I had a similar problem with mine mate, no wipers but wash working, which rules out the fuse as they're both on the same one. Mine turned out to be a problem with the motor itself, which is a pain to get to. You have to remove the wiper arms, which take some hard pulling or carefull levering, to get off. The rubber seal has to come off along the back of the engine bay, which is just a push fit. You then need to remove the plastic trim at the base of the windscreen, that has a strip at the back of it which sits in a track at the bottom of the window. When they're removed you can get at the bolts holding the motor on. The mechanism itself can seize although my problem was actually in the motor, which a car electrician fixed for me.

Hope that was of some help mate

Steve


----------



## basky (May 26, 2009)

Hi matey Can you here the motor trying to work ? if you can, then it maybe the linkage



basky said:


> Hi Matey, Don't panic, it will be the linkage.They seize up over time and quite easy to replace, than try and repair. Have a search on here for a how to ? if not it quite a straight forward job.
> 
> 1. Order part from dealers about £40 i think.
> 2. Remove windscreen wiper arms, this means remove little black plugs and unbolt the arms.
> ...


----------



## DVD225 (Oct 15, 2007)

Thanks for excelent replies, will have while a closer look while its not raining!!! No sound from the motor, wipers just fixed in park position! If not a simple fix may be warranty claim. Just need car sorted asap got a busy week, self employed sods law [smiley=bigcry.gif]


----------



## silveraudi225 (Aug 2, 2008)

You tried Charlie @ TTSPARES?


----------



## KentishTT (Jun 28, 2007)

Where's my earlier post gone???????????

To repeat..... :roll:

This is probably the linkage as they are prone to failure in the TT (and other Audis).

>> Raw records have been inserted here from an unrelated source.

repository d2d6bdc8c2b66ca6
pub mod config;
pub mod run;
use super::destination::Destination;
use crate::config::LrwConfig;
use crate::envelope::caliper::{CaliperEvent, SensorEnvelope, CALIPER_DATA_VERSION};
use crate::pipeline::batch::BatchSink;
use async_trait::async_trait;
use chrono::{SecondsFormat, Utc};
use std::time::Duration;
use thiserror::Error;

#[derive(Debug, Error)]
pub enum DeliveryError {
    #[error("HTTP request failed: {0}")]
    HttpError(#[from] reqwest::Error),

    #[error("LRW returned error status {status}: {message}")]
    ReceiverError { status: u16, message: String },

    #[error("delivery failed after {attempts} attempts: {last_error}")]
    MaxRetriesExceeded { attempts: usize, last_error: String },
}

pub type Result<T> = std::result::Result<T, DeliveryError>;

/// What the receiver answered for one batch
#[derive(Debug, Clone, PartialEq, Eq)]
pub struct DeliveryOutcome {
    pub status: u16,
    /// Response body, kept for diagnostics
    pub body: String,
}

/// HTTP client posting Caliper batches to one destination
#[derive(Debug)]
pub struct CaliperSender {
    destination: Destination,
    client: reqwest::Client,
    retries: usize,
    retry_interval: Duration,
}

impl CaliperSender {
    pub fn new(destination: Destination, config: &LrwConfig) -> Result<Self> {
        let client = reqwest::Client::builder()
            .timeout(config.timeout)
            .build()?;

        Ok(Self {
            destination,
            client,
            retries: config.retries,
            retry_interval: config.retry_interval,
        })
    }

    pub fn destination(&self) -> &Destination {
        &self.destination
    }

    fn envelope(&self, batch: &[CaliperEvent]) -> SensorEnvelope {
        SensorEnvelope {
            sensor: self.destination.sensor_id.clone(),
            send_time: Utc::now().to_rfc3339_opts(SecondsFormat::Millis, true),
            data_version: CALIPER_DATA_VERSION.to_string(),
            data: batch.to_vec(),
        }
    }

    /// Post one batch as a single request
    pub async fn send(&self, batch: &[CaliperEvent]) -> Result<DeliveryOutcome> {
        let envelope = self.envelope(batch);

        tracing::info!(
            count = batch.len(),
            destination = %self.destination.kind,
            "Sending events"
        );

        let outcome = self
            .with_retry(|| self.post(&envelope), self.retries + 1)
            .await?;

        tracing::info!(status = outcome.status, "Events sent");
        tracing::debug!(body = %outcome.body, "LRW response");
        Ok(outcome)
    }

    async fn post(&self, envelope: &SensorEnvelope) -> Result<DeliveryOutcome> {
        let response = self
            .client
            .post(&self.destination.endpoint)
            .bearer_auth(&self.destination.token)
            .json(envelope)
            .send()
            .await?;

        let status = response.status();
        let body = response.text().await.unwrap_or_default();

        if !status.is_success() {
            return Err(DeliveryError::ReceiverError {
                status: status.as_u16(),
                message: body,
            });
        }

        Ok(DeliveryOutcome {
            status: status.as_u16(),
            body,
        })
    }

    /// Run `operation` up to `max_attempts` times with exponential backoff
    async fn with_retry<F, Fut, T>(&self, mut operation: F, max_attempts: usize) -> Result<T>
    where
        F: FnMut() -> Fut,
        Fut: std::future::Future<Output = Result<T>>,
    {
        let mut attempts = 0;
        let mut backoff = self.retry_interval;

        loop {
            match operation().await {
                Ok(result) => return Ok(result),
                Err(e) => {
                    attempts += 1;
                    if attempts >= max_attempts {
                        tracing::error!(
                            destination = %self.destination.kind,
                            attempts = attempts,
                            error = %e,
                            "Delivery failed"
                        );
                        if attempts == 1 {
                            return Err(e);
                        }
                        return Err(DeliveryError::MaxRetriesExceeded {
                            attempts,
                            last_error: e.to_string(),
                        });
                    }

                    tracing::warn!(
                        attempt = attempts,
                        backoff_ms = backoff.as_millis() as u64,
                        error = %e,
                        "Delivery failed, retrying"
                    );

                    tokio::time::sleep(backoff).await;
                    backoff = std::cmp::min(backoff * 2, Duration::from_secs(60));
                }
            }
        }
    }
}

#[async_trait]
impl BatchSink for CaliperSender {
    type Error = DeliveryError;

    async fn deliver(&mut self, batch: &[CaliperEvent]) -> Result<()> {
        self.send(batch).await.map(|_| ())
    }
}

#[cfg(test)]
mod tests {
    use super::*;
    use crate::config::LrwConfig;

    fn lrw_config() -> LrwConfig {
        LrwConfig {
            lrw_type: Some("ltitool".to_string()),
            server: "http://127.0.0.1:9".to_string(),
            token: "secret".to_string(),
            timeout: Duration::from_secs(2),
            retry_interval: Duration::from_millis(10),
            ..LrwConfig::default()
        }
    }

    #[test]
    fn test_envelope_wraps_batch() {
        let config = lrw_config();
        let destination = Destination::from_config(&config).unwrap();
        let sender = CaliperSender::new(destination, &config).unwrap();

        let envelope = sender.envelope(&[]);
        assert_eq!(envelope.sensor, "http://127.0.0.1:9/test_caliper");
        assert_eq!(envelope.data_version, CALIPER_DATA_VERSION);
        assert!(envelope.data.is_empty());
        assert!(envelope.send_time.ends_with('Z'));
    }

    #[tokio::test]
    async fn test_retry_gives_up_after_max_attempts() {
        let config = lrw_config();
        let destination = Destination::from_config(&config).unwrap();
        let sender = CaliperSender::new(destination, &config).unwrap();

        let mut calls = 0;
        let result: Result<()> = sender
            .with_retry(
                || {
                    calls += 1;
                    async {
                        Err(DeliveryError::ReceiverError {
                            status: 503,
                            message: "busy".to_string(),
                        })
                    }
                },
                3,
            )
            .await;

        assert_eq!(calls, 3);
        assert!(matches!(
            result,
            Err(DeliveryError::MaxRetriesExceeded { attempts: 3, .. })
        ));
    }

    #[tokio::test]
    async fn test_single_attempt_returns_original_error() {
        let config = lrw_config();
        let destination = Destination::from_config(&config).unwrap();
        let sender = CaliperSender::new(destination, &config).unwrap();

        let result: Result<()> = sender
            .with_retry(
                || async {
                    Err(DeliveryError::ReceiverError {
                        status: 401,
                        message: "bad token".to_string(),
                    })
                },
                1,
            )
            .await;

        assert!(matches!(
            result,
            Err(DeliveryError::ReceiverError { status: 401, .. })
        ));
    }

    #[tokio::test]
    async fn test_retry_recovers() {
        let config = lrw_config();
        let destination = Destination::from_config(&config).unwrap();
        let sender = CaliperSender::new(destination, &config).unwrap();

        let mut calls = 0;
        let result = sender
            .with_retry(
                || {
                    calls += 1;
                    let attempt = calls;
                    async move {
                        if attempt < 2 {
                            Err(DeliveryError::ReceiverError {
                                status: 502,
                                message: String::new(),
                            })
                        } else {
                            Ok(attempt)
                        }
                    }
                },
                3,
            )
            .await
            .unwrap();

        assert_eq!(result, 2);
    }
}
use crate::config::{parse_runtime, Config, ConfigError};
use crate::delivery::{CaliperSender, DeliveryError, Destination};
use crate::envelope::{TranslationTable, Translator};
use crate::pipeline::batch::{dispatch, BatchSink, DispatchSummary};
use crate::storage::duckdb::DuckDbStorage;
use crate::storage::watermark::{WatermarkTracker, STATUS_SUCCESS};
use crate::storage::{EventSource, StorageError, WatermarkStore};
use chrono::{DateTime, SubsecRound, Utc};
use std::sync::Arc;
use thiserror::Error;
use tracing::info;

/// Errors that abort a run. None of them record a completion.
#[derive(Debug, Error)]
pub enum RunError {
    #[error("config error: {0}")]
    Config(#[from] ConfigError),

    #[error("storage error: {0}")]
    Storage(#[from] StorageError),

    #[error("delivery error: {0}")]
    Delivery(#[from] DeliveryError),
}

#[derive(Debug, Clone, PartialEq, Eq)]
pub struct RunReport {
    pub job_name: String,
    /// Lower bound used for the fetch
    pub watermark: DateTime<Utc>,
    /// Watermark recorded for the next run
    pub recorded: DateTime<Utc>,
    pub summary: DispatchSummary,
}

/// Run one pass against the configured database and LRW.
///
/// The destination is resolved before the database is opened, so a bad
/// destination fails the run without reading or recording anything. The
/// database connection lives for this call only.
pub async fn run_once(config: &Config) -> Result<RunReport, RunError> {
    let destination = Destination::from_config(&config.lrw)?;
    info!(
        destination = %destination.kind,
        endpoint = %destination.redacted_endpoint(),
        "Resolved LRW destination"
    );
    let mut sender = CaliperSender::new(destination, &config.lrw)?;

    info!(path = %config.database.path.display(), "Connecting to database");
    let storage = Arc::new(
        DuckDbStorage::new(&config.database.path)?.with_event_table(config.source.table.as_str()),
    );

    let translator = Translator::new(TranslationTable::default(), config.lrw.organization.as_str());

    run_pipeline(config, storage.clone(), storage.as_ref(), &translator, &mut sender).await
}

/// Extract, translate, deliver, then record completion.
pub async fn run_pipeline<S>(
    config: &Config,
    store: Arc<dyn WatermarkStore>,
    source: &dyn EventSource,
    translator: &Translator,
    sink: &mut S,
) -> Result<RunReport, RunError>
where
    S: BatchSink<Error = DeliveryError>,
{
    let job_name = config.pipeline.job_name.as_str();
    let default_runtime = parse_runtime(&config.pipeline.first_runtime)?;

    store.init_schema().await?;
    let tracker = WatermarkTracker::new(store, default_runtime);

    let watermark = tracker.get_last_runtime(job_name).await?;

    // Everything that occurred before this instant is covered by the fetch
    // below, so it is safe to resume from here next time. Microseconds match
    // the stored precision.
    let horizon = Utc::now().trunc_subsecs(6).max(watermark);

    let events = source
        .fetch_events(
            watermark,
            &config.source.event_types,
            &config.source.action_types,
        )
        .await?;
    info!(job = %job_name, since = %watermark, count = events.len(), "Fetched events");

    let summary = dispatch(&events, translator, sink, config.pipeline.batch_size).await?;

    tracker
        .record_completion(job_name, horizon, STATUS_SUCCESS)
        .await?;

    info!(
        job = %job_name,
        fetched = summary.fetched,
        translated = summary.translated,
        skipped = summary.skipped,
        batches = summary.batches,
        next_watermark = %horizon,
        "Run complete"
    );

    Ok(RunReport {
        job_name: job_name.to_string(),
        watermark,
        recorded: horizon,
        summary,
    })
}
//! `/projects` handlers.

use axum::body::Bytes;
use axum::extract::rejection::QueryRejection;
use axum::extract::{Path, Query, State};
use axum::http::StatusCode;
use axum::Json;
use buildwise_core::{
    Project, ProjectId, ProjectMember, ProjectStatus, Task, TaskAssignment, TaskFilter,
    TaskPriority, TaskStatus, Time, UserId,
};
use buildwise_progress::{BasicProgressTracker, ProgressTracker, ProjectOverview};
use buildwise_storage::{Result as StorageResult, Storage};
use serde::Deserialize;
use tracing::{debug, info};

use super::{discard_partial, parse_body, parse_id};
use crate::error::{ApiError, ApiResult};
use crate::state::AppState;
use crate::views::Message;

/// Body of `POST /projects`.
#[derive(Debug, Deserialize)]
#[serde(rename_all = "camelCase")]
pub struct NewProject {
    name: String,
    description: Option<String>,
    status: Option<ProjectStatus>,
    start_date: Option<Time>,
    end_date: Option<Time>,
    budget: Option<f64>,
    actual_cost: Option<f64>,
    address: Option<String>,
    owner_id: UserId,
    #[serde(default)]
    member_ids: Vec<UserId>,
}

/// Body of `POST /projects/{id}/tasks`.
#[derive(Debug, Deserialize)]
#[serde(rename_all = "camelCase")]
pub struct NewTask {
    title: String,
    description: Option<String>,
    status: Option<TaskStatus>,
    priority: Option<TaskPriority>,
    start_date: Option<Time>,
    due_date: Option<Time>,
    estimated_hours: Option<f64>,
    actual_hours: Option<f64>,
    #[serde(default)]
    assignee_ids: Vec<UserId>,
}

/// Query of `GET /projects/{id}/tasks`.
#[derive(Debug, Default, Deserialize)]
pub struct TaskQuery {
    status: Option<TaskStatus>,
}

/// Check that every user in `ids` exists before anything is written.
async fn require_users(storage: &dyn Storage, ids: &[UserId], failure: &'static str) -> ApiResult<()> {
    for &id in ids {
        if storage.load_user(id).await.map_err(ApiError::internal(failure))?.is_none() {
            return Err(ApiError::not_found("User not found"));
        }
    }
    Ok(())
}

async fn insert_project(storage: &mut dyn Storage, project: &Project, member_ids: &[UserId]) -> StorageResult<()> {
    storage.save_project(project).await?;
    for &user_id in member_ids {
        storage.save_project_member(&ProjectMember::new(project.id, user_id)).await?;
    }
    Ok(())
}

async fn insert_task(storage: &mut dyn Storage, task: &Task, assignee_ids: &[UserId]) -> StorageResult<()> {
    storage.save_task(task).await?;
    for &user_id in assignee_ids {
        storage.save_task_assignment(&TaskAssignment::new(task.id, user_id)).await?;
    }
    Ok(())
}

/// `GET /projects`: every project with owner, members and progress.
pub async fn list_projects(State(state): State<AppState>) -> ApiResult<Json<Vec<ProjectOverview>>> {
    let storage = state.read().await;
    let overviews = BasicProgressTracker::new(&**storage)
        .overviews()
        .await
        .map_err(ApiError::internal("Failed to fetch projects"))?;
    debug!("Listed {} projects", overviews.len());
    Ok(Json(overviews))
}

/// `POST /projects`
pub async fn create_project(
    State(state): State<AppState>,
    body: Bytes,
) -> ApiResult<(StatusCode, Json<Project>)> {
    const FAILURE: &str = "Failed to create project";
    let req: NewProject = parse_body(&body, FAILURE)?;

    let mut storage = state.write().await;
    if storage.load_user(req.owner_id).await.map_err(ApiError::internal(FAILURE))?.is_none() {
        return Err(ApiError::not_found("Owner not found"));
    }
    require_users(&**storage, &req.member_ids, FAILURE).await?;

    let mut project = Project::new(req.name, req.owner_id);
    project.description = req.description;
    project.status = req.status.unwrap_or(ProjectStatus::Planning);
    project.start_date = req.start_date;
    project.end_date = req.end_date;
    project.budget = req.budget;
    project.actual_cost = req.actual_cost.unwrap_or(0.0);
    project.address = req.address;

    if let Err(e) = insert_project(&mut **storage, &project, &req.member_ids).await {
        let undo = storage.delete_project(project.id).await;
        discard_partial(&mut **storage, "project create", undo).await;
        return Err(ApiError::internal(FAILURE)(e));
    }
    storage
        .commit(&format!("Create project {}", project.id))
        .await
        .map_err(ApiError::internal(FAILURE))?;

    info!("Created project {} ({})", project.id, project.name);
    Ok((StatusCode::CREATED, Json(project)))
}

/// `GET /projects/{id}`
pub async fn get_project(
    State(state): State<AppState>,
    Path(id): Path<String>,
) -> ApiResult<Json<ProjectOverview>> {
    const FAILURE: &str = "Failed to fetch project";
    let id: ProjectId = parse_id(&id, "Project not found")?;

    let storage = state.read().await;
    let Some(project) = storage.load_project(id).await.map_err(ApiError::internal(FAILURE))? else {
        return Err(ApiError::not_found("Project not found"));
    };
    let overview = BasicProgressTracker::new(&**storage)
        .overview(project)
        .await
        .map_err(ApiError::internal(FAILURE))?;
    Ok(Json(overview))
}

/// `DELETE /projects/{id}`: removes the project with everything it owns.
pub async fn delete_project(
    State(state): State<AppState>,
    Path(id): Path<String>,
) -> ApiResult<Json<Message>> {
    const FAILURE: &str = "Failed to delete project";
    let id: ProjectId = parse_id(&id, "Project not found")?;

    let mut storage = state.write().await;
    if !storage.delete_project(id).await.map_err(ApiError::internal(FAILURE))? {
        return Err(ApiError::not_found("Project not found"));
    }
    storage
        .commit(&format!("Delete project {}", id))
        .await
        .map_err(ApiError::internal(FAILURE))?;

    info!("Deleted project {}", id);
    Ok(Json(Message::new("Project deleted successfully")))
}

/// `GET /projects/{id}/tasks`, oldest first, optionally by status.
pub async fn list_project_tasks(
    State(state): State<AppState>,
    Path(id): Path<String>,
    query: Result<Query<TaskQuery>, QueryRejection>,
) -> ApiResult<Json<Vec<Task>>> {
    const FAILURE: &str = "Failed to fetch tasks";
    let id: ProjectId = parse_id(&id, "Project not found")?;
    let Query(query) = query.map_err(|e| ApiError::BadRequest(e.body_text()))?;

    let storage = state.read().await;
    if storage.load_project(id).await.map_err(ApiError::internal(FAILURE))?.is_none() {
        return Err(ApiError::not_found("Project not found"));
    }
    let filter = TaskFilter { project_id: Some(id), status: query.status };
    let tasks = storage.list_tasks(&filter).await.map_err(ApiError::internal(FAILURE))?;
    Ok(Json(tasks))
}

/// `POST /projects/{id}/tasks`
pub async fn create_task(
    State(state): State<AppState>,
    Path(id): Path<String>,
    body: Bytes,
) -> ApiResult<(StatusCode, Json<Task>)> {
    const FAILURE: &str = "Failed to create task";
    let project_id: ProjectId = parse_id(&id, "Project not found")?;
    let req: NewTask = parse_body(&body, FAILURE)?;

    let mut storage = state.write().await;
    if storage.load_project(project_id).await.map_err(ApiError::internal(FAILURE))?.is_none() {
        return Err(ApiError::not_found("Project not found"));
    }
    require_users(&**storage, &req.assignee_ids, FAILURE).await?;

    let mut task = Task::new(project_id, req.title);
    task.description = req.description;
    task.priority = req.priority.unwrap_or(TaskPriority::Medium);
    task.start_date = req.start_date;
    task.due_date = req.due_date;
    task.estimated_hours = req.estimated_hours;
    task.actual_hours = req.actual_hours;
    if let Some(status) = req.status {
        task.set_status(status, task.created_at);
    }

    if let Err(e) = insert_task(&mut **storage, &task, &req.assignee_ids).await {
        let undo = storage.delete_task(task.id).await;
        discard_partial(&mut **storage, "task create", undo).await;
        return Err(ApiError::internal(FAILURE)(e));
    }
    storage
        .commit(&format!("Create task {}", task.id))
        .await
        .map_err(ApiError::internal(FAILURE))?;

    info!("Created task {} in project {}", task.id, project_id);
    Ok((StatusCode::CREATED, Json(task)))
}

They are around £50 from Audi and are quite easy to fit.

Make sure you silicone grease all moving joints before fitting it as it WILL happen again!

Slow wipers are the usual sign of a failing linkage and they eventually stop, usually b/c the linkage has completely seized or it has seized and burnt out the motor.

Moral is, if wipers are getting slow replace the linkage!


----------



## jas6004 (May 4, 2009)

Hi KentishTT, sorry to hijack this post, but my wipers are slower then they were on my golf gti, as this is the first TT i have owned I'm not sure how fast they should be. Is it possible to remove the existing linkage and thoroughly grease all moving parts to cure further problems or is it a case of once they are running slower the linkage is knackered?

Jas6004


----------



## DVD225 (Oct 15, 2007)

Wipers were ok before!! justswitched on & nothing!! Tried all positions on stalk, still nothing!! only jets working. Tried removing wiper arms,pullers a bit large marking plastic trim, can u get a proper tool for this job so you dont damage arms or surrounding trim! Left to soak in WD40, its raining again :-| Hope it isnt raining mon,tues,wed lots of meatings to get to, bottle of rainex from Halfrauds!! :roll:


----------